[Collected data entries]

//! Locate command implementation
//!
//! Stands in for device geolocation: the position comes from flags or a link.

use crate::cli::LocateArgs;
use crate::commands::list::place_rows;
use crate::context::AppContext;
use crate::errors::{self, CliError};
use crate::output::OutputWriter;
use crate::output_types::LocateOutput;
use anyhow::Result;
use fundos_core::models::Coordinates;
use fundos_geo::parse_coordinates_from_url;

const NEAREST: usize = 5;

pub async fn execute(args: LocateArgs, ctx: &mut AppContext, output: &OutputWriter) -> Result<()> {
    let reading = match (&args.link, args.lat, args.lon) {
        (Some(link), _, _) => {
            parse_coordinates_from_url(link).ok_or_else(|| errors::link_without_coordinates(link))
        }
        (None, Some(lat), Some(lon)) => Ok(Coordinates { lat, lon }),
        _ => Err(CliError::new("No position given").with_help("Run: fundos locate --help")),
    };

    let position = reading?;
    if !ctx.session.apply_geolocation::<CliError>(Ok(position)) {
        return Err(CliError::new("Position out of range")
            .with_context(format!(
                "{}, {} is not a valid latitude/longitude",
                position.lat, position.lon
            ))
            .with_suggestion("Latitude must be within [-90, 90] and longitude within [-180, 180]")
            .into());
    }
    ctx.save_position().await?;

    let mut view = ctx.recompute().await?;
    view.places.truncate(NEAREST);

    if output.is_json() {
        return output.result(LocateOutput { position, nearest: view.places });
    }

    output.success(format!("Position set to {}, {}", position.lat, position.lon));
    output.section("Nearest places");
    output.table(place_rows(&view.places));
    Ok(())
}
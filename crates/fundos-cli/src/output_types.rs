use fundos_core::config::ConfigSource;
use fundos_core::models::{Coordinates, FilterState, Place, PlaceType, Progress, SortKey};
use fundos_engine::{View, VisiblePlace};
use fundos_geo::NavigationLinks;
use serde::Serialize;

/// Output for list command
#[derive(Debug, Serialize)]
pub struct ListOutput {
    pub sort: SortKey,
    pub count: usize,
    pub places: Vec<VisiblePlace>,
    pub progress: Progress,
}

impl From<View> for ListOutput {
    fn from(view: View) -> Self {
        Self {
            sort: view.sort,
            count: view.places.len(),
            places: view.places,
            progress: view.progress,
        }
    }
}

/// Output for facets and filter commands
#[derive(Debug, Serialize)]
pub struct FacetsOutput {
    pub types: Vec<TypeChip>,
    pub district_facet_visible: bool,
    pub districts: Vec<DistrictChip>,
    pub all_districts_selected: bool,
    pub select_all_total: usize,
}

#[derive(Debug, Serialize)]
pub struct TypeChip {
    #[serde(rename = "type")]
    pub place_type: PlaceType,
    pub count: usize,
    pub selected: bool,
}

#[derive(Debug, Serialize)]
pub struct DistrictChip {
    pub district: String,
    pub count: usize,
    pub selected: bool,
}

impl FacetsOutput {
    pub fn from_view(view: &View, selected: &FilterState) -> Self {
        let types = PlaceType::ALL
            .iter()
            .map(|t| TypeChip {
                place_type: *t,
                count: view.facets.type_count(*t),
                selected: selected.selected_types.contains(t),
            })
            .collect();

        let districts = view
            .facets
            .available_districts
            .iter()
            .map(|d| DistrictChip {
                district: d.clone(),
                count: view.facets.district_count(d),
                selected: selected.selected_districts.contains(d),
            })
            .collect();

        Self {
            types,
            district_facet_visible: view.district_facet_visible,
            districts,
            all_districts_selected: view.all_districts_selected,
            select_all_total: view.select_all_total,
        }
    }
}

/// Output for visit and unvisit commands
#[derive(Debug, Serialize)]
pub struct VisitOutput {
    pub id: String,
    pub name: String,
    pub visited: bool,
    pub progress: Progress,
}

/// Output for status command
#[derive(Debug, Serialize)]
pub struct StatusOutput {
    pub data_dir: String,
    pub collation_locale: String,
    pub places: usize,
    pub custom_places: usize,
    pub progress: Progress,
    pub position: Option<Coordinates>,
    pub config: Vec<ConfigEntry>,
}

#[derive(Debug, Serialize)]
pub struct ConfigEntry {
    pub key: String,
    pub value: String,
    pub source: ConfigSource,
}

/// Output for add command
#[derive(Debug, Serialize)]
pub struct AddOutput {
    pub place: Place,
    pub replaced: bool,
}

/// Output for locate command
#[derive(Debug, Serialize)]
pub struct LocateOutput {
    pub position: Coordinates,
    pub nearest: Vec<VisiblePlace>,
}

/// Output for parse-link command
#[derive(Debug, Serialize)]
pub struct ParseLinkOutput {
    pub url: String,
    pub coordinates: Option<Coordinates>,
}

/// Output for links command
#[derive(Debug, Serialize)]
pub struct LinksOutput {
    pub id: String,
    pub name: String,
    pub by_coordinates: bool,
    pub links: NavigationLinks,
}

/// Output for sync command
#[derive(Debug, Serialize)]
pub struct SyncOutput {
    pub snapshots: usize,
    pub records: usize,
    pub accepted: usize,
    pub custom_places: usize,
}

/// Output for export command when written to a file
#[derive(Debug, Serialize)]
pub struct ExportOutput {
    pub path: String,
    pub features: usize,
}
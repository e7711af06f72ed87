use serde::{Deserialize, Serialize};
use std::collections::HashMap;

use super::{Place, PlaceId};

/// Per-place "visited" flags
#[derive(Debug, Clone, Default, PartialEq, Eq, Serialize, Deserialize)]
#[serde(transparent)]
pub struct VisitedSet(HashMap<PlaceId, bool>);

impl VisitedSet {
    pub fn new() -> Self {
        Self::default()
    }

    /// Absent ids count as not visited
    pub fn is_visited(&self, id: &PlaceId) -> bool {
        self.0.get(id).copied().unwrap_or(false)
    }

    /// Record an explicit user toggle
    pub fn set(&mut self, id: PlaceId, visited: bool) {
        self.0.insert(id, visited);
    }

    pub fn len(&self) -> usize {
        self.0.len()
    }

    pub fn is_empty(&self) -> bool {
        self.0.is_empty()
    }

    /// Visited totals over the given places
    pub fn progress<'a>(&self, places: impl IntoIterator<Item = &'a Place>) -> Progress {
        let mut total = 0;
        let mut visited = 0;
        for place in places {
            total += 1;
            if self.is_visited(&place.id) {
                visited += 1;
            }
        }
        Progress::new(visited, total)
    }
}

impl FromIterator<(PlaceId, bool)> for VisitedSet {
    fn from_iter<I: IntoIterator<Item = (PlaceId, bool)>>(iter: I) -> Self {
        Self(iter.into_iter().collect())
    }
}

/// How much of the catalog has been visited
#[derive(Debug, Clone, Copy, PartialEq, Eq, Serialize, Deserialize)]
pub struct Progress {
    pub visited: usize,
    pub total: usize,
    /// Rounded to the nearest integer
    pub percent: u32,
}

impl Progress {
    pub fn new(visited: usize, total: usize) -> Self {
        let percent = ((visited as f64 / total.max(1) as f64) * 100.0).round() as u32;
        Self { visited, total, percent }
    }
}
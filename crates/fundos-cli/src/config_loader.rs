//! Configuration loading utilities for CLI commands

use anyhow::{Context, Result};
use fundos_core::config::{CliConfigOverrides, LayeredConfig};
use std::path::{Path, PathBuf};

pub const DATA_DIR_ENV: &str = "FUNDOS_DATA_DIR";
const DEFAULT_DATA_DIR: &str = ".fundos";

/// Resolve the data directory: flag, then environment, then `./.fundos`
pub fn resolve_data_dir(flag: Option<PathBuf>) -> PathBuf {
    flag.or_else(|| {
        std::env::var(DATA_DIR_ENV).ok().filter(|v| !v.trim().is_empty()).map(PathBuf::from)
    })
    .unwrap_or_else(|| PathBuf::from(DEFAULT_DATA_DIR))
}

/// Load layered configuration for a data directory
pub fn load_config(data_dir: &Path) -> Result<LayeredConfig> {
    let config_path = data_dir.join("config.toml");

    let config = LayeredConfig::with_defaults()
        .load_from_optional_file(&config_path)
        .with_context(|| format!("Failed to load {}", config_path.display()))?
        .load_from_env();

    Ok(config)
}

/// Load layered configuration with CLI overrides
pub fn load_config_with_overrides(
    data_dir: &Path,
    overrides: CliConfigOverrides,
) -> Result<LayeredConfig> {
    let mut config = load_config(data_dir)?;
    config.update_from_cli(overrides);
    Ok(config)
}
//! Links and parse-link command implementations

use crate::cli::{LinksArgs, ParseLinkArgs};
use crate::context::AppContext;
use crate::output::OutputWriter;
use crate::output_types::{LinksOutput, ParseLinkOutput};
use anyhow::Result;
use fundos_geo::{navigation_links, parse_coordinates_from_url};

pub fn execute(args: LinksArgs, ctx: &AppContext, output: &OutputWriter) -> Result<()> {
    let place = ctx.find_place(&args.id)?;
    let links = navigation_links(&place, ctx.session.position(), &ctx.link_context());

    if output.is_json() {
        return output.result(LinksOutput {
            id: place.id.to_string(),
            name: place.name,
            by_coordinates: place.coordinates.is_some(),
            links,
        });
    }

    output.section(&place.name);
    output.kv("Waze", &links.waze);
    output.kv("Google Maps", &links.google_maps);
    if place.coordinates.is_none() {
        output.info("No coordinates for this place; the links search by name and district");
    }
    Ok(())
}

/// Not finding coordinates is a normal outcome, not an error
pub fn parse_link(args: &ParseLinkArgs, output: &OutputWriter) -> Result<()> {
    let coordinates = parse_coordinates_from_url(&args.url);

    if output.is_json() {
        return output.result(ParseLinkOutput { url: args.url.clone(), coordinates });
    }

    match coordinates {
        Some(c) => {
            output.kv("Latitude", c.lat);
            output.kv("Longitude", c.lon);
        }
        None => output.warning("No coordinates found in link"),
    }
    Ok(())
}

▶ _Exercise directions_:
Make a list of all lines in the data that contain "PlaceId".

▶ _Finished exercise_:
use super::{Place, PlaceId};
pub struct VisitedSet(HashMap<PlaceId, bool>);
    pub fn is_visited(&self, id: &PlaceId) -> bool {
    pub fn set(&mut self, id: PlaceId, visited: bool) {
impl FromIterator<(PlaceId, bool)> for VisitedSet {
    fn from_iter<I: IntoIterator<Item = (PlaceId, bool)>>(iter: I) -> Self {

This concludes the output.